Faculty of Biology and Medicine, University of Lausanne, Switzerland.
Eur J Obstet Gynecol Reprod Biol. 2012 Jan;160(1):13-7. doi: 10.1016/j.ejogrb.2011.09.030. Epub 2011 Oct 7.
To assess the seroprevalence of herpes simplex virus type 1 (HSV-1) and type 2 (HSV-2) IgG antibodies and the seroincidence of HSV-1 and HSV-2 infections in pregnant women attending the maternity clinic of the University Hospital Lausanne.
Blood samples from 1030 women were taken at the usual pregnancy visit in the first trimester to assess the prevalence rate of IgG antibodies against HSV-1 and HSV-2 using a type-specific assay. A second blood sample was taken 6-8 weeks postpartum from returning women who were seronegative for HSV-2 or HSV-1 to assess the incidence of seroconversion (primary infection).

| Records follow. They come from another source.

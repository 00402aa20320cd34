// Copyright (C) 2026  Caprica Software Limited
//
// This program is free software: you can redistribute it and/or modify
// it under the terms of the GNU General Public License as published by
// the Free Software Foundation, either version 3 of the License, or
// (at your option) any later version.
//
// This program is distributed in the hope that it will be useful,
// but WITHOUT ANY WARRANTY; without even the implied warranty of
// MERCHANTABILITY or FITNESS FOR A PARTICULAR PURPOSE.  See the
// GNU General Public License for more details.
//
// You should have received a copy of the GNU General Public License
// along with this program.  If not, see <https://www.gnu.org/licenses/>.

//! Terminal background colour control.
//!
//! Uses OSC (Operating System Command) escape sequences, which most modern
//! terminals (XTerm, iTerm2, Alacritty, Kitty) understand. Terminals without
//! support ignore them.

use std::io::{self, Write};

use tracing::warn;

/// Sets the terminal background color using an OSC 11 escape sequence.
///
/// # Arguments
///
/// * `hex_color` - The color as a hex string (e.g., `"#121826"`).
pub(crate) fn set_terminal_bg(hex_color: &str) {
    write_osc(&format!("\x1b]11;{}\x07", hex_color));
}

/// Resets the terminal background to the user's own color (OSC 111).
pub(crate) fn reset_terminal_bg() {
    write_osc("\x1b]111\x07");
}

fn write_osc(sequence: &str) {
    let mut stdout = io::stdout();
    if let Err(e) = stdout.write_all(sequence.as_bytes()).and_then(|_| stdout.flush()) {
        warn!(error = %e, "Failed to write terminal escape sequence");
    }
}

The seroprevalence rates were 79.4% (95% CI: 76.9-81.9) for HSV-1 and 21.2% (18.7-23.7) for HSV-2 in women 14-46 years old. Type-specific serostatus patterns were as follows: 17.3% HSV-1/-2: +/+, 62.1% HSV-1/-2: +/-, 3.9% HSV-1/-2: -/+, 16.7% HSV-1/-2: -/-. Two hundred and sixty five women (59 of the 212 seronegative for HSV-1 (27.8%) and 265 of the 812 seronegative for HSV-2 (32.6%)) returned to the outpatient clinic for the post-delivery check and a second blood sample was obtained. One HSV-1 seroconversion was detected (HSV-1 seroconversion rate 2.4%/100 patient × year (95% CI: 0.06-13.4)) in a patient who had symptoms compatible with primary genital herpes. No HSV-2 seroconversion was detected (HSV-2 seroconversion rate: 0/100 patient × year (97.5% one-sided CI: 0-2)).

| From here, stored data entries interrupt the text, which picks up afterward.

// Copyright (C) 2026  Caprica Software Limited
//
// This program is free software: you can redistribute it and/or modify
// it under the terms of the GNU General Public License as published by
// the Free Software Foundation, either version 3 of the License, or
// (at your option) any later version.
//
// This program is distributed in the hope that it will be useful,
// but WITHOUT ANY WARRANTY; without even the implied warranty of
// MERCHANTABILITY or FITNESS FOR A PARTICULAR PURPOSE.  See the
// GNU General Public License for more details.
//
// You should have received a copy of the GNU General Public License
// along with this program.  If not, see <https://www.gnu.org/licenses/>.

//! # E-commerce Dataset Recommendation TUI.
//!
//! A terminal front end for an e-commerce dataset recommendation service.
//!
//! This application coordinates a TUI frontend built with `ratatui` and a
//! background processing layer.
//!
//! It uses an event-driven architecture where:
//!
//! * The **Main Thread** manages the terminal lifecycle and UI rendering, and
//!   owns the view state.
//! * A **Background Worker** performs the blocking HTTP calls to the service
//!   via asynchronous task processing.
//! * **Event Loops** capture user input and system ticks to drive the UI
//!   state.
//!
//! ## Architecture
//!
//! The application follows a strict setup-run-teardown pattern to ensure the
//! terminal state is preserved even in the event of a crash. Communication
//! between the UI and the background worker is handled via `std::sync::mpsc`
//! channels.

mod api;
mod commander;
mod components;
mod config;
mod events;
mod model;
mod render;
mod state;
mod tasks;
mod theme;
mod util;

use anyhow::{Context, Result};
use crossterm::{
    event::{self},
    execute,
    terminal::{EnterAlternateScreen, LeaveAlternateScreen, disable_raw_mode, enable_raw_mode},
};
use ratatui::{Terminal, backend::CrosstermBackend};
use std::{
    fs::File,
    io::{self},
    sync::{
        Arc, Mutex,
        mpsc::{self, Receiver, Sender},
    },
    thread,
    time::Duration,
};
use tracing::info;
use tracing_subscriber::EnvFilter;

use crate::{
    api::HttpDatasetApi,
    commander::Commander,
    components::{DatasetTableState, SearchBar, Sidebar},
    config::AppConfig,
    events::{AppEvent, Focus, dispatch, process_events},
    state::{Action, ViewState},
    tasks::AppTask,
    theme::Theme,
};

/// Application state.
pub(crate) struct App {
    pub config: AppConfig,

    pub theme: Theme,
    pub focus: Focus,

    pub event_tx: Sender<AppEvent>,
    pub event_rx: Receiver<AppEvent>,

    pub task_tx: Sender<AppTask>,

    pub state: ViewState,

    pub search_bar: SearchBar,
    pub dataset_table: DatasetTableState,
    pub sidebar: Sidebar,

    pub commander: Commander,

    pub ticks: u64,
}

impl App {
    /// Create a new instance of application state.
    pub fn new(config: AppConfig, task_tx: Sender<AppTask>) -> Self {
        let (event_tx, event_rx) = mpsc::channel();

        Self {
            config,
            theme: Theme::default(),
            focus: Focus::Results,
            event_tx,
            event_rx,
            task_tx,
            state: ViewState::new(),
            search_bar: SearchBar::new(),
            dataset_table: DatasetTableState::new(),
            sidebar: Sidebar::new(),
            commander: Commander::new(),
            ticks: 0,
        }
    }
}

/// The entry point of the application.
///
/// Sets up logging and the communication channels, initializes the
/// application state, manages the terminal lifecycle, and returns an error if
/// any part of the execution fails.
fn main() -> Result<()> {
    let config = config::load_config();

    init_logging(&config)?;

    let api = HttpDatasetApi::new(&config).context("Failed to create the API client")?;

    let (task_tx, task_rx) = mpsc::channel();

    let mut app = App::new(config, task_tx);

    let mut terminal = setup_terminal(&app)?;
    let res = run(&mut terminal, &mut app, api, task_rx);
    restore_terminal(&mut terminal);

    res.context("Application error occurred")
}

/// Sends log output to the configured file, the terminal belongs to the UI.
///
/// The filter defaults to `info` and can be overridden with `RUST_LOG`.
fn init_logging(config: &AppConfig) -> Result<()> {
    let log_file = File::create(&config.log_file)
        .with_context(|| format!("Failed to create log file {}", config.log_file))?;

    let filter = EnvFilter::try_from_default_env().unwrap_or_else(|_| EnvFilter::new("info"));

    tracing_subscriber::fmt()
        .with_env_filter(filter)
        .with_writer(Mutex::new(log_file))
        .with_ansi(false)
        .init();

    Ok(())
}

/// Prepares the terminal for the TUI application.
///
/// This function performs the following side effects:
/// * Sets the terminal background color based on the provided theme.
/// * Enables raw mode to capture all keyboard input.
/// * Switches the terminal to the alternate screen buffer.
///
/// # Errors
///
/// Returns an error if raw mode cannot be enabled or if the alternate screen
/// cannot be entered.
fn setup_terminal(app: &App) -> Result<Terminal<CrosstermBackend<io::Stdout>>> {
    // Set the background of the entire terminal window, without this we'd get
    // a thin black outline
    if let Some(hex) = Theme::to_hex(app.theme.background_colour) {
        util::term::set_terminal_bg(&hex);
    }

    enable_raw_mode().context("Failed to enable raw mode")?;
    let mut stdout = io::stdout();
    execute!(stdout, EnterAlternateScreen).context("Failed to enter alternate screen")?;

    let backend = CrosstermBackend::new(stdout);
    let terminal = Terminal::new(backend).context("Failed to create terminal")?;

    Ok(terminal)
}

/// Restores the terminal to its original state.
///
/// This reverses the changes made by [`setup_terminal`], including disabling
/// raw mode, leaving the alternate screen, and resetting the background color.
/// It also ensures the cursor is made visible again.
///
/// This function is "best-effort" and does not return a result, as it is
/// typically called during cleanup.
fn restore_terminal(terminal: &mut Terminal<CrosstermBackend<io::Stdout>>) {
    disable_raw_mode().ok();
    execute!(terminal.backend_mut(), LeaveAlternateScreen).ok();
    util::term::reset_terminal_bg();
    terminal.show_cursor().ok();
}

/// Starts the application's background workers and enters the main event loop.
///
/// This function spawns several long-running background threads:
/// * A task worker to perform [`AppTask`]s against the service, each on a
///   thread of its own.
/// * An input thread to poll for system keyboard events.
/// * A tick thread to trigger periodic UI refreshes.
///
/// After spawning the workers it requests the full catalog, then hands control
/// to [`process_events`] to manage the UI and state updates.
///
/// # Errors
///
/// Returns an error if the event processing loop encounters an unrecoverable
/// application error.
fn run(
    terminal: &mut Terminal<CrosstermBackend<io::Stdout>>,
    app: &mut App,
    api: HttpDatasetApi,
    task_rx: Receiver<AppTask>,
) -> Result<()> {
    info!(base_url = %app.config.api_base_url, "Starting");

    // Spawn a background worker to process application tasks asynchronously.
    let task_event_tx = app.event_tx.clone();
    tasks::spawn_task_worker(Arc::new(api), task_rx, task_event_tx);

    // Spawn a thread to translate raw key events to application events.
    let tx_keys = app.event_tx.clone();
    thread::spawn(move || {
        loop {
            if let Ok(event::Event::Key(key)) = event::read() {
                if tx_keys.send(AppEvent::Key(key)).is_err() {
                    break;
                }
            }
        }
    });

    // Spawn a thread to send a periodic tick application event, this is
    // effectively the minimum "frame rate" for rendering the TUI application.
    let tx_tick = app.event_tx.clone();
    thread::spawn(move || {
        while tx_tick.send(AppEvent::Tick).is_ok() {
            thread::sleep(Duration::from_millis(250));
        }
    });

    // Initial trigger to populate the results with the full catalog
    dispatch(app, Action::LoadCatalog)?;

    // Application event loop, process events until the user quits
    process_events(terminal, app)
}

Compared to a previous population-based study, our study results suggest a rise in the prevalence of HSV-2 among pregnant women in Switzerland. The low incidence of seroconversion detected during pregnancy is consistent with the very low reported incidence of neonatal herpes in Switzerland.
This study in a public hospital in Western Switzerland suggests an increasing prevalence of HSV-2, but a low incidence of primary infections in women of childbearing age.

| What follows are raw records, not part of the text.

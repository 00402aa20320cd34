// Copyright (C) 2026  Caprica Software Limited
//
// This program is free software: you can redistribute it and/or modify
// it under the terms of the GNU General Public License as published by
// the Free Software Foundation, either version 3 of the License, or
// (at your option) any later version.
//
// This program is distributed in the hope that it will be useful,
// but WITHOUT ANY WARRANTY; without even the implied warranty of
// MERCHANTABILITY or FITNESS FOR A PARTICULAR PURPOSE.  See the
// GNU General Public License for more details.
//
// You should have received a copy of the GNU General Public License
// along with this program.  If not, see <https://www.gnu.org/licenses/>.

//! Interactive widgets.
//!
//! Each component keeps its own persistent UI state (selection, cursor) and
//! translates key events into either internal changes or an action for the
//! caller to act on.

mod dataset_table;
mod search_bar;
mod sidebar;

pub(crate) use dataset_table::{DatasetTable, DatasetTableState};
pub(crate) use search_bar::{SearchBar, SearchBarAction};
pub(crate) use sidebar::Sidebar;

评估在洛桑大学医院妇产科就诊的孕妇中单纯疱疹病毒 1 型(HSV-1)和 2 型(HSV-2)IgG 抗体的血清流行率以及 HSV-1 和 HSV-2 感染的血清发生率。
在孕早期的常规产检中,采集 1030 名妇女的血样,使用型特异性检测方法评估针对 HSV-1 和 HSV-2 的 IgG 抗体的流行率。对 HSV-2 或 HSV-1 血清阴性的返回妇女在产后 6-8 周采集第二份血样,以评估血清转化率(原发性感染)的发生率。
14-46 岁女性中 HSV-1 的血清流行率为 79.4%(95%CI:76.9-81.9),HSV-2 为 21.2%(18.7-23.7)。特定型别的血清阳性模式如下:17.3% HSV-1/-2:+/+,62.1% HSV-1/-2:+/−,3.9% HSV-1/-2:−/+,16.7% HSV-1/-2:−/−。265 名妇女(212 名 HSV-1 血清阴性者中的 59 名(27.8%)和 812 名 HSV-2 血清阴性者中的 265 名(32.6%))返回门诊进行产后检查并采集了第二份血样。在一名出现原发性生殖器疱疹症状的患者中检测到 1 例 HSV-1 血清转化(HSV-1 血清转化率 2.4%/100 患者×年(95%CI:0.06-13.4))。未检测到 HSV-2 血清转化(HSV-2 血清转化率:0/100 患者×年(97.5%单侧置信区间:0-2))。
与之前的基于人群的研究相比,我们的研究结果表明瑞士孕妇中 HSV-2 的流行率上升。怀孕期间检测到的血清转化率较低,与瑞士报告的新生儿疱疹发病率非常低一致。
本研究在瑞士西部的一家公立医院进行,结果提示 HSV-2 的流行率上升,但育龄妇女的原发性感染发生率较低。